The Newcastle Journal - Wednesday August 15 2001

Family's hardest test in 25 years

How have rural tourism businesses coped amid the disabling effect of foot-and-mouth disease? Brian Nicholls spotlights two - a hotel and an outdoor catering organisation -that have had to live on ingenuity in recent months.


It has been a funny old year so far for Anne Park. As owner of the Thnkerville Arms Hotel in Wooler - "the Gateway to the Cheviots" -and now about to celebrate 25 years of trading in a family concern, Anne has recently gone through a five-day power cut, followed soon after by cancellations brought by the foot-and-mouth outbreak - but then she got to meet a Government minister, once, and the Queen, twice, who inquired kindly abut the state of her business.

Anne's double encounter with the Queen came last month during the royal visit to Northumberland. She was one of a small group of hospitality providers presented to the Queen in Berwick as owners of businesses badly hit by the epidemic.
Later that day Anne met the Queen again, this time at County Hall, where both were guests at a lunch given by Northumberland County Council. The Queen remembered Anne through a joke she had made at Berwick.

Anne recalls: "The Queen was absolutely charming and obviously very well informed about foot-and-mouth. She was interested in my business and I told her I ran a 17th Century coaching inn. "I said that in the old days it would have taken her 44 hours by coach from London to reach Wooler, and she laughed and said she had spent seven hours on the train getting to Berwick" That, then, has been the highlight of Anne's year, and she can certainly remember the low points. She tactfully does not mention her meeting with Michael Meacher, Minister of State for the Environment, in this category.

The year had started brightly after an excellent business year in 2000, and she was prepared for an even better 12 months. Bookings, after all, were already coming in steadily in January. She had invested money in new beds, new matching curtains, new staff uniforms and in-house training for employees.

But February brought the first major setback ~ Wooler was hit by a snowstorm. The Tankerville Arms was without electricity for five days. Six guests couldn't get away. There was no heating. Cooking was done on a gas range lit by candles. locals came into the hotel looking for food.

When the electricity was restored, Anne and her staff had bedrooms, public bars and dining rooms to clean, fridges and freezers to empty and then restock - and great piles of laundry to be tackled. That was only the start.

In late February came foot-and-mouth and then the phone started ringing - not with new bookings, but cancellations. Eight block bookings for walking parties were among the first to go. American tourists for June, July, August and September cancelled.

With local footpaths closed, walkers did not want to know about Wooler. All through March the cancellations poured in. There was a brief respite from the gloom at Easter, when the weather, but not the foot & mouth, relented.People started corning to Wooler again. But not for long. The faint-hearted might have packed in. Anne Park, however, is made of sterner stuff. Even before the Queen's visit, and some sorely-needed compensation from the regional development agency One NorthEast for loss of trade, she resolved to drum up business. She advertised budget Pasta and Puddings on Friday nights and budget Roast Beef and Pudding on Sunday nights. Both have proved a big success.

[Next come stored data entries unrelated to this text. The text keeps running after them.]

/// Форма полезной нагрузки, которая следует за именем тега.
///
/// Сам поток не описывает тип значения: его определяет только имя тега.
#[derive(Debug, Clone, Copy, PartialEq, Eq)]
pub enum TagKind {
    /// Маркер без нагрузки (`HEADER_START`, `HEADER_END`)
    Marker,
    /// Строка: i32 длина + байты
    Str,
    /// 4-байтовое знаковое целое
    Int,
    /// 8-байтовое число с плавающей точкой
    Double,
}

impl TagKind {
    /// Фиксированный размер нагрузки в байтах (`None` для строк).
    pub fn payload_size(&self) -> Option<usize> {
        match self {
            TagKind::Marker => Some(0),
            TagKind::Str => None,
            TagKind::Int => Some(4),
            TagKind::Double => Some(8),
        }
    }
}

/// Известные теги заголовка SIGPROC filterbank.
#[derive(Debug, Clone, Copy, PartialEq, Eq, Hash)]
pub enum HeaderTag {
    HeaderStart,
    HeaderEnd,
    RawDataFile,
    SourceName,
    MachineId,
    TelescopeId,
    SrcRaj,
    SrcDej,
    AzStart,
    ZaStart,
    DataType,
    RefDm,
    NChans,
    Fch1,
    Foff,
    NBeams,
    IBeam,
    NBits,
    TStart,
    TSamp,
    NIfs,
}

impl HeaderTag {
    /// Все теги таблицы.
    pub const ALL: [HeaderTag; 21] = [
        HeaderTag::HeaderStart,
        HeaderTag::HeaderEnd,
        HeaderTag::RawDataFile,
        HeaderTag::SourceName,
        HeaderTag::MachineId,
        HeaderTag::TelescopeId,
        HeaderTag::SrcRaj,
        HeaderTag::SrcDej,
        HeaderTag::AzStart,
        HeaderTag::ZaStart,
        HeaderTag::DataType,
        HeaderTag::RefDm,
        HeaderTag::NChans,
        HeaderTag::Fch1,
        HeaderTag::Foff,
        HeaderTag::NBeams,
        HeaderTag::IBeam,
        HeaderTag::NBits,
        HeaderTag::TStart,
        HeaderTag::TSamp,
        HeaderTag::NIfs,
    ];

    /// Поиск тега по имени из потока.
    pub fn from_name(name: &[u8]) -> Option<Self> {
        let tag = match name {
            b"HEADER_START" => HeaderTag::HeaderStart,
            b"HEADER_END" => HeaderTag::HeaderEnd,
            b"rawdatafile" => HeaderTag::RawDataFile,
            b"source_name" => HeaderTag::SourceName,
            b"machine_id" => HeaderTag::MachineId,
            b"telescope_id" => HeaderTag::TelescopeId,
            b"src_raj" => HeaderTag::SrcRaj,
            b"src_dej" => HeaderTag::SrcDej,
            b"az_start" => HeaderTag::AzStart,
            b"za_start" => HeaderTag::ZaStart,
            b"data_type" => HeaderTag::DataType,
            b"refdm" => HeaderTag::RefDm,
            b"nchans" => HeaderTag::NChans,
            b"fch1" => HeaderTag::Fch1,
            b"foff" => HeaderTag::Foff,
            b"nbeams" => HeaderTag::NBeams,
            b"ibeam" => HeaderTag::IBeam,
            b"nbits" => HeaderTag::NBits,
            b"tstart" => HeaderTag::TStart,
            b"tsamp" => HeaderTag::TSamp,
            b"nifs" => HeaderTag::NIfs,
            _ => return None,
        };

        Some(tag)
    }

    /// Имя тега в потоке.
    pub fn name(&self) -> &'static str {
        match self {
            HeaderTag::HeaderStart => "HEADER_START",
            HeaderTag::HeaderEnd => "HEADER_END",
            HeaderTag::RawDataFile => "rawdatafile",
            HeaderTag::SourceName => "source_name",
            HeaderTag::MachineId => "machine_id",
            HeaderTag::TelescopeId => "telescope_id",
            HeaderTag::SrcRaj => "src_raj",
            HeaderTag::SrcDej => "src_dej",
            HeaderTag::AzStart => "az_start",
            HeaderTag::ZaStart => "za_start",
            HeaderTag::DataType => "data_type",
            HeaderTag::RefDm => "refdm",
            HeaderTag::NChans => "nchans",
            HeaderTag::Fch1 => "fch1",
            HeaderTag::Foff => "foff",
            HeaderTag::NBeams => "nbeams",
            HeaderTag::IBeam => "ibeam",
            HeaderTag::NBits => "nbits",
            HeaderTag::TStart => "tstart",
            HeaderTag::TSamp => "tsamp",
            HeaderTag::NIfs => "nifs",
        }
    }

    /// Тип нагрузки, определяемый таблицей.
    pub fn kind(&self) -> TagKind {
        match self {
            HeaderTag::HeaderStart | HeaderTag::HeaderEnd => TagKind::Marker,
            HeaderTag::RawDataFile | HeaderTag::SourceName => TagKind::Str,
            HeaderTag::MachineId
            | HeaderTag::TelescopeId
            | HeaderTag::DataType
            | HeaderTag::NChans
            | HeaderTag::NBeams
            | HeaderTag::IBeam
            | HeaderTag::NBits
            | HeaderTag::NIfs => TagKind::Int,
            HeaderTag::SrcRaj
            | HeaderTag::SrcDej
            | HeaderTag::AzStart
            | HeaderTag::ZaStart
            | HeaderTag::RefDm
            | HeaderTag::Fch1
            | HeaderTag::Foff
            | HeaderTag::TStart
            | HeaderTag::TSamp => TagKind::Double,
        }
    }
}

impl std::fmt::Display for HeaderTag {
    fn fmt(
        &self,
        f: &mut std::fmt::Formatter<'_>,
    ) -> std::fmt::Result {
        f.write_str(self.name())
    }
}

#[cfg(test)]
mod tests {
    use super::*;

    #[test]
    fn test_name_lookup_is_symmetric() {
        for tag in HeaderTag::ALL {
            assert_eq!(HeaderTag::from_name(tag.name().as_bytes()), Some(tag));
        }
    }

    #[test]
    fn test_unknown_names() {
        assert_eq!(HeaderTag::from_name(b"barycentric"), None);
        assert_eq!(HeaderTag::from_name(b"NCHANS"), None);
        assert_eq!(HeaderTag::from_name(b""), None);
    }

    #[test]
    fn test_kinds() {
        assert_eq!(HeaderTag::HeaderStart.kind(), TagKind::Marker);
        assert_eq!(HeaderTag::SourceName.kind(), TagKind::Str);
        assert_eq!(HeaderTag::NBits.kind(), TagKind::Int);
        assert_eq!(HeaderTag::Foff.kind(), TagKind::Double);

        assert_eq!(TagKind::Int.payload_size(), Some(4));
        assert_eq!(TagKind::Double.payload_size(), Some(8));
        assert_eq!(TagKind::Str.payload_size(), None);
    }
}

Fortunately, Anne's staff have been very supportive during the bleak days. It has been a truly great local effort. The chef Ashley Fiddes, his wife Elaine, the assistant chef Monica Howie and another dozen or so staff have all made sure the much smaller number of customers this year have still been well looked after.
Anne acknowledges her good fortune in having such a willing crew, and she has now re-launched her investment programme with new signs for the hotel and a big new advertising board on Wooler's outskirts telling motorists about the hotel delights awaiting them.

Altogether, it has 16 en-suite bedrooms and family rooms, a restaurant, a bistro, local beers and real ales, and a large car park. Anne, who was a chief stewardess for British Airways before she and her family took over the hotel, knows the importance of looking after her customers, and now bookings are starting to come in again for walking groups, wedding celebrations, company meetings and golf parties.

As the phone starts ringing again, and bookings get pencilled in, the prospects look brighter than they could have done even a month ago. This may have been a funny old year for Anne.But if, through it all, she can crack a joke that makes the Queen laugh, there must surely be hope for country house hotels, even after foot and mouth.